Computer Science

ECS 116 Databases for Non-Majors

ECS 116 Databases for Non-Majors (4 units)

Format
Lecture: 3 hours
Discussion: 1 hour

Catalog Description:
Data modeling, ontologies, relational databases, SQL, querying and transforming XML, scripting and data analysis with Python, workflows, data provenance, data curation. Course not intended for CS or CSE majors.

Prerequisite: Programming skills at least at the level of course 10

Grading: Letter; projects (60%), midterm (17%), final (23%)

Credit restrictions, cross listings: Not open for credit for students who have completed courses 165A, 165B, or 166

Summary of course contents

  1. Data Modeling
    1. conceptual modeling (ER, UML)
    2. relational modeling
    3. metadata, ontologies
  2. Structured Query Language (SQL)
    1. Simple queries
    2. Nested queries, aggregation
    3. Database programming
  3. Semistructured and Graph Data
    1. Semistructured data: DTDs, XML-Schema
    2. Introduction to XPath, XQuery, XSLT
    3. Graph databases and network data
  4. Scientific Workflows and Scripting
    1. Principles of scientific workflows and systems
    2. Workflow scripting in Python
    3. IPython notebook
  5. Data Provenance and Curation
    1. Provenance Models: OPM, W3C PROV
    2. Data curation

This course offers a hands-on introduction to databases and scientific data management for non-CS majors. Students should have prior programming experience, at least ECS 10, preferably ECS 30 or equivalent.

There will be several individual and group projects, all with a hands-on, programming focus. In individual projects, students will learn how to query relational and XML databases, and write simple data processing and analysis scripts in Python. In group projects, students have to install a DBMS package, populate the database with scientific data, and design and implement a complete scientific workflow on top of that database. The systems and tools used for these projects resemble those that would be found in industry to the extent possible, including the standard database query languages SQL and technologies such as XML, RDF and ontology description languages. Projects are graded based on the design, performance, and correctness, including documentation. Examination questions are based on the foundational material discussed in the lecture and from the projects.

Goals: Students will learn data management for the purpose of facilitating research and application development using open source DBMS packages and scientific datasets.

Illustrative reading
Papers and tutorials selected by the instructor.

Computer Usage:
Students work on projects in a Linux environment, using standard Linux/UNIX tools as well as major database software packages and associated development tools.

Programming Projects:
There will be several individual and group projects. In individual projects, students have to use an existing scientific database (such as a Protein DB, Image DB, spatial DB (satellite data), query the database and build simple tools on top of the database. In group projects, students have to install a DBMS package, populate the database with scientific data, and design and implement a complete scientific workflow on top of that database.

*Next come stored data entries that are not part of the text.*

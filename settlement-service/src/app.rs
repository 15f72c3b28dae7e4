use std::sync::Arc;

use axum::http::{
    header::{ACCEPT, CONTENT_TYPE},
    HeaderName, Method,
};
use axum::{
    middleware,
    routing::{get, post},
    Router,
};
use once_cell::sync::Lazy;
use prometheus::{Encoder, IntCounter, IntCounterVec, Opts, Registry, TextEncoder};
use sqlx::PgPool;
use tower_http::cors::{AllowOrigin, CorsLayer};

use crate::api_error::ApiError;
use crate::config::ServiceConfig;
use crate::gateway::QrisGateway;
use crate::order_handlers::{cancel_order, create_order, order_status, update_push_token};
use crate::push::PushSender;
use crate::webhook::handle_gateway_webhook;

pub static SERVICE_REGISTRY: Lazy<Registry> = Lazy::new(Registry::new);

pub static WEBHOOK_EVENTS_TOTAL: Lazy<IntCounterVec> = Lazy::new(|| {
    let v = IntCounterVec::new(
        Opts::new("webhook_events_total", "Inbound settlement callbacks by signature validity"),
        &["valid"],
    )
    .unwrap();
    SERVICE_REGISTRY.register(Box::new(v.clone())).ok();
    v
});

pub static SETTLEMENTS_APPLIED_TOTAL: Lazy<IntCounter> = Lazy::new(|| {
    let c = IntCounter::new("settlements_applied_total", "Orders transitioned to paid").unwrap();
    SERVICE_REGISTRY.register(Box::new(c.clone())).ok();
    c
});

pub static DUPLICATE_SETTLEMENTS_TOTAL: Lazy<IntCounter> = Lazy::new(|| {
    let c = IntCounter::new(
        "duplicate_settlements_total",
        "Settlement callbacks discarded by the idempotency guard",
    )
    .unwrap();
    SERVICE_REGISTRY.register(Box::new(c.clone())).ok();
    c
});

pub static PUSH_FAILURES_TOTAL: Lazy<IntCounter> = Lazy::new(|| {
    let c = IntCounter::new("push_dispatch_failures_total", "Failed push dispatches").unwrap();
    SERVICE_REGISTRY.register(Box::new(c.clone())).ok();
    c
});

pub static ORDERS_EXPIRED_TOTAL: Lazy<IntCounter> = Lazy::new(|| {
    let c = IntCounter::new("orders_expired_total", "Orders expired by the sweep").unwrap();
    SERVICE_REGISTRY.register(Box::new(c.clone())).ok();
    c
});

static HTTP_ERRORS_TOTAL: Lazy<IntCounterVec> = Lazy::new(|| {
    let v = IntCounterVec::new(
        Opts::new("http_errors_total", "Count of HTTP error responses emitted (status >= 400)"),
        &["service", "code", "status"],
    )
    .unwrap();
    SERVICE_REGISTRY.register(Box::new(v.clone())).ok();
    v
});

#[derive(Clone)]
pub struct AppState {
    pub db: Option<PgPool>,
    pub config: Arc<ServiceConfig>,
    pub gateway: Arc<dyn QrisGateway>,
    pub push: Arc<dyn PushSender>,
}

impl AppState {
    pub fn db(&self) -> Result<PgPool, ApiError> {
        self.db
            .clone()
            .ok_or_else(|| ApiError::internal("database not configured"))
    }
}

pub async fn http_error_metrics(
    req: axum::http::Request<axum::body::Body>,
    next: axum::middleware::Next,
) -> axum::response::Response {
    let resp = next.run(req).await;
    let status = resp.status();
    if status.as_u16() >= 400 {
        let code = resp
            .headers()
            .get("X-Error-Code")
            .and_then(|v| v.to_str().ok())
            .unwrap_or("unknown");
        HTTP_ERRORS_TOTAL
            .with_label_values(&["settlement-service", code, status.as_str()])
            .inc();
    }
    resp
}

async fn metrics() -> String {
    let mut buffer = Vec::new();
    let encoder = TextEncoder::new();
    if encoder
        .encode(&SERVICE_REGISTRY.gather(), &mut buffer)
        .is_err()
    {
        return String::new();
    }
    String::from_utf8(buffer).unwrap_or_default()
}

pub fn build_router(state: AppState) -> Router {
    let cors = CorsLayer::new()
        .allow_origin(AllowOrigin::any())
        .allow_methods([Method::GET, Method::POST])
        .allow_headers([
            ACCEPT,
            CONTENT_TYPE,
            HeaderName::from_static("x-api-key"),
        ]);

    Router::new()
        .route("/healthz", get(|| async { "ok" }))
        .route("/metrics", get(metrics))
        .route("/api/qris/generate", post(create_order))
        .route("/api/qris/status/:order_id", get(order_status))
        .route("/api/qris/cancel", post(cancel_order))
        .route("/api/merchant/push-token", post(update_push_token))
        .route("/webhook/payment", post(handle_gateway_webhook))
        .with_state(state)
        .layer(middleware::from_fn(http_error_metrics))
        .layer(cors)
}
use serde::Deserialize;
use serde_json::json;
use thiserror::Error;
use tracing::{info, warn};

#[derive(Debug, Error)]
pub enum GatewayError {
    #[error("gateway request failed: {0}")]
    Transport(String),
    #[error("gateway rejected charge: {0}")]
    Rejected(String),
}

/// QR charge issued by the payment gateway for a pending order. The local
/// validity window governs expiry, so only the QR payload is carried over.
#[derive(Debug, Clone)]
pub struct QrisCharge {
    pub qr_payload: String,
}

/// Adapter over the external payment gateway. The service only ever asks it
/// to issue a QR charge or cancel one; settlement arrives asynchronously via
/// the webhook.
#[async_trait::async_trait]
pub trait QrisGateway: Send + Sync {
    async fn charge(&self, order_id: &str, amount: i64) -> Result<QrisCharge, GatewayError>;
    async fn cancel(&self, order_id: &str) -> Result<(), GatewayError>;
}

#[derive(Deserialize)]
struct ChargeResponse {
    status_code: String,
    #[serde(default)]
    status_message: Option<String>,
    #[serde(default)]
    qr_string: Option<String>,
    #[serde(default)]
    actions: Vec<ChargeAction>,
}

#[derive(Deserialize)]
struct ChargeAction {
    name: String,
    url: String,
}

/// HTTP implementation against a Midtrans-style core API.
pub struct HttpQrisGateway {
    client: reqwest::Client,
    base_url: String,
    server_key: String,
}

impl HttpQrisGateway {
    pub fn new(base_url: impl Into<String>, server_key: impl Into<String>) -> Self {
        Self {
            client: reqwest::Client::new(),
            base_url: base_url.into(),
            server_key: server_key.into(),
        }
    }
}

#[async_trait::async_trait]
impl QrisGateway for HttpQrisGateway {
    async fn charge(&self, order_id: &str, amount: i64) -> Result<QrisCharge, GatewayError> {
        let body = json!({
            "payment_type": "qris",
            "transaction_details": { "order_id": order_id, "gross_amount": amount },
            "qris": { "acquirer": "gopay" },
        });
        let resp = self
            .client
            .post(format!("{}/v2/charge", self.base_url))
            .basic_auth(&self.server_key, Some(""))
            .json(&body)
            .send()
            .await
            .map_err(|err| GatewayError::Transport(err.to_string()))?;
        let charge: ChargeResponse = resp
            .json()
            .await
            .map_err(|err| GatewayError::Transport(err.to_string()))?;

        if charge.status_code != "200" && charge.status_code != "201" {
            return Err(GatewayError::Rejected(
                charge
                    .status_message
                    .unwrap_or_else(|| format!("status {}", charge.status_code)),
            ));
        }

        // The QR payload is either inline or behind a generate-qr-code action.
        let qr_payload = charge
            .qr_string
            .or_else(|| {
                charge
                    .actions
                    .into_iter()
                    .find(|a| a.name == "generate-qr-code")
                    .map(|a| a.url)
            })
            .ok_or_else(|| GatewayError::Rejected("charge carried no QR payload".into()))?;

        info!(order_id, "gateway charge created");
        Ok(QrisCharge { qr_payload })
    }

    async fn cancel(&self, order_id: &str) -> Result<(), GatewayError> {
        let resp = self
            .client
            .post(format!("{}/v2/{}/cancel", self.base_url, order_id))
            .basic_auth(&self.server_key, Some(""))
            .send()
            .await
            .map_err(|err| GatewayError::Transport(err.to_string()))?;
        if !resp.status().is_success() {
            warn!(order_id, status = %resp.status(), "gateway cancel returned failure status");
        }
        Ok(())
    }
}

/// Deterministic gateway for tests: issues a synthetic QR payload, optionally
/// scripted to fail.
pub struct StubGateway {
    pub fail_charge: bool,
}

impl StubGateway {
    pub fn new() -> Self {
        Self { fail_charge: false }
    }

    pub fn failing() -> Self {
        Self { fail_charge: true }
    }
}

impl Default for StubGateway {
    fn default() -> Self {
        Self::new()
    }
}

#[async_trait::async_trait]
impl QrisGateway for StubGateway {
    async fn charge(&self, order_id: &str, amount: i64) -> Result<QrisCharge, GatewayError> {
        if self.fail_charge {
            return Err(GatewayError::Rejected("stub gateway declined".into()));
        }
        Ok(QrisCharge {
            qr_payload: format!("00020101-STUB-{order_id}-{amount}"),
        })
    }

    async fn cancel(&self, _order_id: &str) -> Result<(), GatewayError> {
        Ok(())
    }
}

#[cfg(test)]
mod tests {
    use super::*;

    #[tokio::test]
    async fn stub_gateway_scripts_failure() {
        let ok = StubGateway::new().charge("ORDER-1", 15000).await;
        assert!(ok.is_ok());
        let err = StubGateway::failing().charge("ORDER-1", 15000).await;
        assert!(matches!(err, Err(GatewayError::Rejected(_))));
    }
}
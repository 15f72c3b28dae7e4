use sqlx::PgPool;
use std::time::Duration;
use tokio::time::{interval, MissedTickBehavior};
use tracing::{debug, warn};

use crate::app::ORDERS_EXPIRED_TOTAL;
use crate::repo;

/// Background pending -> expired sweep. Runs independently of settlement;
/// the repo guard on `pending` means a concurrently committed settlement
/// always wins over a would-be expiry.
pub fn spawn_expiry_sweeper(db: PgPool, period: Duration) {
    tokio::spawn(async move {
        let mut ticker = interval(period);
        ticker.set_missed_tick_behavior(MissedTickBehavior::Delay);
        loop {
            ticker.tick().await;
            match repo::expire_due(&db).await {
                Ok(0) => {}
                Ok(count) => {
                    ORDERS_EXPIRED_TOTAL.inc_by(count);
                    debug!(count, "expired due orders");
                }
                Err(err) => {
                    warn!(error = %err, "expiry sweep failed");
                }
            }
        }
    });
}

/// Retention sweep over old terminal rows, run far less often.
pub fn spawn_retention_sweeper(db: PgPool, retention_days: i64) {
    tokio::spawn(async move {
        let mut ticker = interval(Duration::from_secs(24 * 60 * 60));
        ticker.set_missed_tick_behavior(MissedTickBehavior::Delay);
        loop {
            ticker.tick().await;
            match repo::purge_old_orders(&db, retention_days).await {
                Ok(count) if count > 0 => debug!(count, "purged old orders"),
                Ok(_) => {}
                Err(err) => warn!(error = %err, "retention sweep failed"),
            }
        }
    });
}
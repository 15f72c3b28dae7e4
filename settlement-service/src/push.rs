use common_wire::PaymentPush;
use serde_json::json;
use thiserror::Error;
use tracing::{info, warn};

#[derive(Debug, Error)]
pub enum PushError {
    #[error("push transport failed: {0}")]
    Transport(String),
    #[error("push endpoint returned status {0}")]
    Status(u16),
    #[error("push transport not configured")]
    NotConfigured,
}

/// Delivery to the merchant device's registered push address. Best-effort:
/// failures are logged and counted by the caller, never rolled back into the
/// settlement transaction.
#[async_trait::async_trait]
pub trait PushSender: Send + Sync {
    async fn send(&self, push_token: &str, push: &PaymentPush) -> Result<(), PushError>;
}

/// FCM-style HTTP sender. High delivery priority and a short time-to-live:
/// a stale payment alert is worse than a dropped one.
pub struct HttpPushSender {
    client: reqwest::Client,
    endpoint: String,
    ttl_secs: u64,
}

impl HttpPushSender {
    pub fn new(endpoint: impl Into<String>, ttl_secs: u64) -> Self {
        Self {
            client: reqwest::Client::new(),
            endpoint: endpoint.into(),
            ttl_secs,
        }
    }
}

#[async_trait::async_trait]
impl PushSender for HttpPushSender {
    async fn send(&self, push_token: &str, push: &PaymentPush) -> Result<(), PushError> {
        let body = json!({
            "message": {
                "token": push_token,
                "data": push,
                "android": {
                    "priority": "high",
                    "ttl": format!("{}s", self.ttl_secs),
                },
            }
        });
        let resp = self
            .client
            .post(&self.endpoint)
            .json(&body)
            .send()
            .await
            .map_err(|err| PushError::Transport(err.to_string()))?;
        if !resp.status().is_success() {
            return Err(PushError::Status(resp.status().as_u16()));
        }
        info!(settlement_id = %push.settlement_id, "push dispatched");
        Ok(())
    }
}

/// Used when no push endpoint is configured; every dispatch is a logged skip.
pub struct NoopPushSender;

#[async_trait::async_trait]
impl PushSender for NoopPushSender {
    async fn send(&self, _push_token: &str, push: &PaymentPush) -> Result<(), PushError> {
        warn!(settlement_id = %push.settlement_id, "push endpoint not configured, dropping dispatch");
        Err(PushError::NotConfigured)
    }
}

/// Test double capturing every dispatched message.
#[derive(Default)]
pub struct RecordingPushSender {
    pub sent: std::sync::Mutex<Vec<(String, PaymentPush)>>,
}

#[async_trait::async_trait]
impl PushSender for RecordingPushSender {
    async fn send(&self, push_token: &str, push: &PaymentPush) -> Result<(), PushError> {
        self.sent
            .lock()
            .expect("recording sender poisoned")
            .push((push_token.to_string(), push.clone()));
        Ok(())
    }
}
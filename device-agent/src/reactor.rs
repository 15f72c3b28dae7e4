//! Device settlement reactor: turns a delivered push into one locally
//! persisted settlement, one announcement, and one silent notification.
//! Runs off the UI context; UI-visible effects travel over channels.

use std::sync::Arc;
use std::time::Duration;

use chrono::Utc;
use common_wire::PaymentPush;
use tokio::sync::broadcast;
use tracing::{debug, info};

use crate::announcer::AnnouncerHandle;
use crate::audio::{Notifier, WakeSource};
use crate::speech::format_rupiah;
use crate::store::{SettlementRecord, SettlementStore};

/// Ceiling on the wake hold: bounds battery impact of a stuck sequence.
pub const WAKE_CEILING: Duration = Duration::from_secs(20);

/// Notice published when a settlement for a tracked order lands; the client
/// order state machine consumes these.
#[derive(Debug, Clone)]
pub struct SettlementNotice {
    pub order_id: String,
    pub settlement_id: String,
    pub amount: i64,
}

pub struct SettlementReactor {
    store: Arc<dyn SettlementStore>,
    announcer: AnnouncerHandle,
    notifier: Arc<dyn Notifier>,
    wake: Arc<dyn WakeSource>,
    settled_tx: broadcast::Sender<SettlementNotice>,
}

impl SettlementReactor {
    pub fn new(
        store: Arc<dyn SettlementStore>,
        announcer: AnnouncerHandle,
        notifier: Arc<dyn Notifier>,
        wake: Arc<dyn WakeSource>,
    ) -> Self {
        let (settled_tx, _) = broadcast::channel(16);
        Self {
            store,
            announcer,
            notifier,
            wake,
            settled_tx,
        }
    }

    pub fn subscribe(&self) -> broadcast::Receiver<SettlementNotice> {
        self.settled_tx.subscribe()
    }

    /// Entry point for a dispatched push. Idempotent per settlement id: a
    /// redelivery neither re-persists nor re-announces, keeping the
    /// user-visible settlement exactly-once per order.
    pub async fn on_settlement_pushed(&self, push: PaymentPush) {
        if !push.is_settled() {
            debug!(kind = %push.kind, status = %push.status, "ignoring non-settlement push");
            return;
        }

        let _wake = self.wake.acquire(WAKE_CEILING);

        let record = SettlementRecord {
            settlement_id: push.settlement_id.clone(),
            amount: push.amount,
            order_id: push.order_id.clone(),
            payer_name: push.payer_name.clone(),
            received_at: Utc::now(),
            synced: false,
        };
        if !self.store.insert_if_absent(record).await {
            info!(settlement_id = %push.settlement_id, "duplicate push delivery, no-op");
            return;
        }

        if let Some(order_id) = &push.order_id {
            self.store
                .mark_order_paid(order_id, &push.settlement_id)
                .await;
            // Nobody listening is fine; the session may not be tracking.
            let _ = self.settled_tx.send(SettlementNotice {
                order_id: order_id.clone(),
                settlement_id: push.settlement_id.clone(),
                amount: push.amount,
            });
        }

        self.announcer.announce(push.amount).await;
        self.notifier.notify_silent(
            "Pembayaran Diterima",
            &format!(
                "Pembayaran sebesar Rp {} telah berhasil diterima",
                format_rupiah(push.amount)
            ),
        );
        info!(
            settlement_id = %push.settlement_id,
            amount = push.amount,
            "settlement processed on device"
        );
    }
}
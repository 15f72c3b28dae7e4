//! Merchant-device side of the settlement pipeline: receives pushed
//! settlement events, persists them idempotently, announces the amount over
//! the device speaker, and tracks the on-screen order lifecycle.

pub mod announcer;
pub mod audio;
pub mod reactor;
pub mod session;
pub mod speech;
pub mod store;

pub use announcer::{Announcer, AnnouncerDeps, AnnouncerHandle, Stage};
pub use reactor::{SettlementNotice, SettlementReactor};
pub use session::{attach_settlement_feed, OrderApi, OrderSession, OrderUiState, OrderView};
pub use store::{MemoryStore, SettlementRecord, SettlementStore};
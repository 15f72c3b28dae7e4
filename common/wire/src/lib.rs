//! Wire types shared between the settlement service and the device agent:
//! the order API surface, the gateway settlement callback, and the push
//! message schema consumed on the merchant device.

use chrono::{DateTime, Utc};
use serde::{Deserialize, Serialize};

/// Order lifecycle status. Transitions only move forward; `Paid`, `Expired`
/// and `Cancelled` are terminal.
#[derive(Debug, Clone, Copy, PartialEq, Eq, Serialize, Deserialize)]
#[serde(rename_all = "lowercase")]
pub enum OrderStatus {
    Pending,
    Paid,
    Expired,
    Cancelled,
}

impl OrderStatus {
    pub fn as_str(&self) -> &'static str {
        match self {
            OrderStatus::Pending => "pending",
            OrderStatus::Paid => "paid",
            OrderStatus::Expired => "expired",
            OrderStatus::Cancelled => "cancelled",
        }
    }

    pub fn parse(s: &str) -> Option<OrderStatus> {
        match s {
            "pending" => Some(OrderStatus::Pending),
            "paid" => Some(OrderStatus::Paid),
            "expired" => Some(OrderStatus::Expired),
            "cancelled" => Some(OrderStatus::Cancelled),
            _ => None,
        }
    }

    pub fn is_terminal(&self) -> bool {
        !matches!(self, OrderStatus::Pending)
    }
}

#[derive(Debug, Deserialize)]
pub struct CreateOrderRequest {
    pub merchant_id: String,
    pub amount: i64,
    #[serde(default)]
    pub description: Option<String>,
}

#[derive(Debug, Serialize, Deserialize)]
pub struct OrderResponse {
    pub order_id: String,
    pub qr_payload: String,
    pub amount: i64,
    pub expires_at: DateTime<Utc>,
    pub status: OrderStatus,
}

#[derive(Debug, Serialize, Deserialize)]
pub struct OrderStatusResponse {
    pub order_id: String,
    pub status: OrderStatus,
    pub amount: i64,
    pub created_at: DateTime<Utc>,
    pub expires_at: DateTime<Utc>,
    #[serde(skip_serializing_if = "Option::is_none")]
    pub paid_at: Option<DateTime<Utc>>,
}

#[derive(Debug, Deserialize)]
pub struct CancelOrderRequest {
    pub order_id: String,
}

#[derive(Debug, Deserialize)]
pub struct PushTokenRequest {
    pub merchant_id: String,
    pub push_token: String,
}

/// Gateway-side transaction status carried on the settlement callback.
pub mod gateway_status {
    pub const SETTLEMENT: &str = "settlement";
    pub const CAPTURE: &str = "capture";
    pub const PENDING: &str = "pending";
    pub const DENY: &str = "deny";
    pub const CANCEL: &str = "cancel";
    pub const EXPIRE: &str = "expire";
    pub const FAILURE: &str = "failure";
}

/// Asynchronous settlement callback emitted by the payment gateway.
///
/// The signature covers `order_id`, `status_code` and `gross_amount`; every
/// inbound callback is recorded for audit before any verification outcome is
/// acted on.
#[derive(Debug, Clone, Serialize, Deserialize)]
pub struct SettlementCallback {
    pub order_id: String,
    pub settlement_id: String,
    pub status_code: String,
    pub gross_amount: String,
    pub transaction_status: String,
    #[serde(default)]
    pub fraud_status: Option<String>,
    pub signature: String,
    #[serde(default)]
    pub payer_name: Option<String>,
}

impl SettlementCallback {
    /// A callback settles the order iff the gateway reports `settlement`, or
    /// `capture` with fraud screening passed.
    pub fn is_successful(&self) -> bool {
        self.transaction_status == gateway_status::SETTLEMENT
            || (self.transaction_status == gateway_status::CAPTURE
                && self.fraud_status.as_deref() == Some("accept"))
    }
}

pub const PUSH_KIND_PAYMENT: &str = "payment";
pub const PUSH_STATUS_SUCCESS: &str = "success";

/// Push message dispatched to the merchant device after a settlement commits.
/// Delivered with high priority and a short time-to-live; a stale payment
/// alert is worse than a dropped one.
#[derive(Debug, Clone, Serialize, Deserialize)]
pub struct PaymentPush {
    #[serde(rename = "type")]
    pub kind: String,
    pub settlement_id: String,
    #[serde(default)]
    pub order_id: Option<String>,
    pub amount: i64,
    pub status: String,
    #[serde(default)]
    pub payer_name: Option<String>,
    pub timestamp: DateTime<Utc>,
}

impl PaymentPush {
    pub fn settled(
        settlement_id: impl Into<String>,
        order_id: Option<String>,
        amount: i64,
        payer_name: Option<String>,
    ) -> Self {
        Self {
            kind: PUSH_KIND_PAYMENT.to_string(),
            settlement_id: settlement_id.into(),
            order_id,
            amount,
            status: PUSH_STATUS_SUCCESS.to_string(),
            payer_name,
            timestamp: Utc::now(),
        }
    }

    /// Gate for device-side processing: only successful payment pushes are
    /// acted on, anything else is ignored.
    pub fn is_settled(&self) -> bool {
        self.kind == PUSH_KIND_PAYMENT && self.status == PUSH_STATUS_SUCCESS
    }
}

#[cfg(test)]
mod tests {
    use super::*;

    #[test]
    fn status_round_trips_through_str() {
        for status in [
            OrderStatus::Pending,
            OrderStatus::Paid,
            OrderStatus::Expired,
            OrderStatus::Cancelled,
        ] {
            assert_eq!(OrderStatus::parse(status.as_str()), Some(status));
        }
        assert_eq!(OrderStatus::parse("settled"), None);
    }

    #[test]
    fn only_pending_is_non_terminal() {
        assert!(!OrderStatus::Pending.is_terminal());
        assert!(OrderStatus::Paid.is_terminal());
        assert!(OrderStatus::Expired.is_terminal());
        assert!(OrderStatus::Cancelled.is_terminal());
    }

    #[test]
    fn capture_requires_fraud_accept() {
        let mut cb = SettlementCallback {
            order_id: "ORDER-1".into(),
            settlement_id: "TX-1".into(),
            status_code: "200".into(),
            gross_amount: "15000".into(),
            transaction_status: gateway_status::CAPTURE.into(),
            fraud_status: Some("challenge".into()),
            signature: String::new(),
            payer_name: None,
        };
        assert!(!cb.is_successful());
        cb.fraud_status = Some("accept".into());
        assert!(cb.is_successful());
        cb.transaction_status = gateway_status::SETTLEMENT.into();
        cb.fraud_status = None;
        assert!(cb.is_successful());
    }

    #[test]
    fn push_serializes_kind_as_type() {
        let push = PaymentPush::settled("TX-9", Some("ORDER-9".into()), 15000, None);
        let json = serde_json::to_value(&push).unwrap();
        assert_eq!(json["type"], "payment");
        assert_eq!(json["status"], "success");
        assert!(push.is_settled());
    }
}
use anyhow::{Context, Result};
use std::env;

#[derive(Debug, Clone)]
pub struct ServiceConfig {
    pub min_amount: i64,
    pub max_amount: i64,
    pub order_validity_secs: i64,
    pub gateway_base_url: String,
    pub gateway_server_key: String,
    pub push_endpoint: Option<String>,
    pub push_ttl_secs: u64,
    pub expiry_sweep_secs: u64,
    pub retention_days: i64,
}

impl ServiceConfig {
    pub fn from_env() -> Result<Self> {
        let gateway_server_key =
            env::var("GATEWAY_SERVER_KEY").context("GATEWAY_SERVER_KEY must be set")?;
        let gateway_base_url = env::var("GATEWAY_BASE_URL")
            .unwrap_or_else(|_| "https://api.sandbox.midtrans.com".to_string());
        let min_amount = env::var("ORDER_MIN_AMOUNT")
            .ok()
            .and_then(|value| value.parse::<i64>().ok())
            .unwrap_or(1_000);
        let max_amount = env::var("ORDER_MAX_AMOUNT")
            .ok()
            .and_then(|value| value.parse::<i64>().ok())
            .unwrap_or(10_000_000);
        let order_validity_secs = env::var("ORDER_VALIDITY_SECONDS")
            .ok()
            .and_then(|value| value.parse::<i64>().ok())
            .unwrap_or(300);
        let push_endpoint = env::var("PUSH_ENDPOINT").ok();
        let push_ttl_secs = env::var("PUSH_TTL_SECONDS")
            .ok()
            .and_then(|value| value.parse::<u64>().ok())
            .unwrap_or(60);
        let expiry_sweep_secs = env::var("EXPIRY_SWEEP_SECONDS")
            .ok()
            .and_then(|value| value.parse::<u64>().ok())
            .unwrap_or(30);
        let retention_days = env::var("ORDER_RETENTION_DAYS")
            .ok()
            .and_then(|value| value.parse::<i64>().ok())
            .unwrap_or(90);

        Ok(Self {
            min_amount,
            max_amount: max_amount.max(min_amount),
            order_validity_secs: order_validity_secs.max(60),
            gateway_base_url,
            gateway_server_key,
            push_endpoint,
            push_ttl_secs: push_ttl_secs.max(10),
            expiry_sweep_secs: expiry_sweep_secs.max(5),
            retention_days: retention_days.max(1),
        })
    }

    /// Configuration for tests: permissive defaults, no external endpoints.
    pub fn for_tests(server_key: &str) -> Self {
        Self {
            min_amount: 1_000,
            max_amount: 10_000_000,
            order_validity_secs: 300,
            gateway_base_url: String::new(),
            gateway_server_key: server_key.to_string(),
            push_endpoint: None,
            push_ttl_secs: 60,
            expiry_sweep_secs: 30,
            retention_days: 90,
        }
    }
}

Engineering Design Statement:
The projects involve design, implementation and verification of scientific database applications using a variety of public domain and commercial database systems, including Postgres, Oracle, GRASS, and Kepler. The systems and tools used for these projects resemble those that would be found in industry to the extent possible, including the standard database query languages SQL and technologies such as XML, RDF and Ontology description languages. Projects are graded based on the design, performance, and correctness, including documentation. Examination questions are based on scientific (meta) data models and database design techniques discussed in the lecture and from the projects.

ABET Category Content:
Engineering Science: 2 units
Engineering Design: 2 units

Goals:
Students will:

  • learn data management for the purpose of facilitating research and application development using open source DBMS packages and large-scale scientific data sets

Student Outcomes:

  • An ability to apply knowledge of mathematics, science, and engineering
  • An ability to design and conduct experiments, as well as to analyze and interpret data
  • An ability to design a system, component, or process to meet desired needs within realistic constraints such as economic, environmental, social, political, ethical, health and safety, manufacturability, and sustainability
  • An ability to identify, formulate, and solve engineering problems
  • An ability to communicate effectively
  • A recognition of the need for, and an ability to engage in life-long learning
  • A knowledge of contemporary issues
  • An ability to use the techniques, skills, and modern engineering tools necessary for engineering practice

GE3
Science & Engineering
Scientific Literacy

Overlap: This course overlaps with ECS 165A (data modeling, SQL) and ECS 165B (XML).

Instructors: B. Ludäscher

History: 2012.10.20 (B. Ludäscher): Renumbered course (formerly ECS 166). Revised the title, short form of title, catalog description, course contents, and overlap statement. Prior version by M. Gertz (April 2005).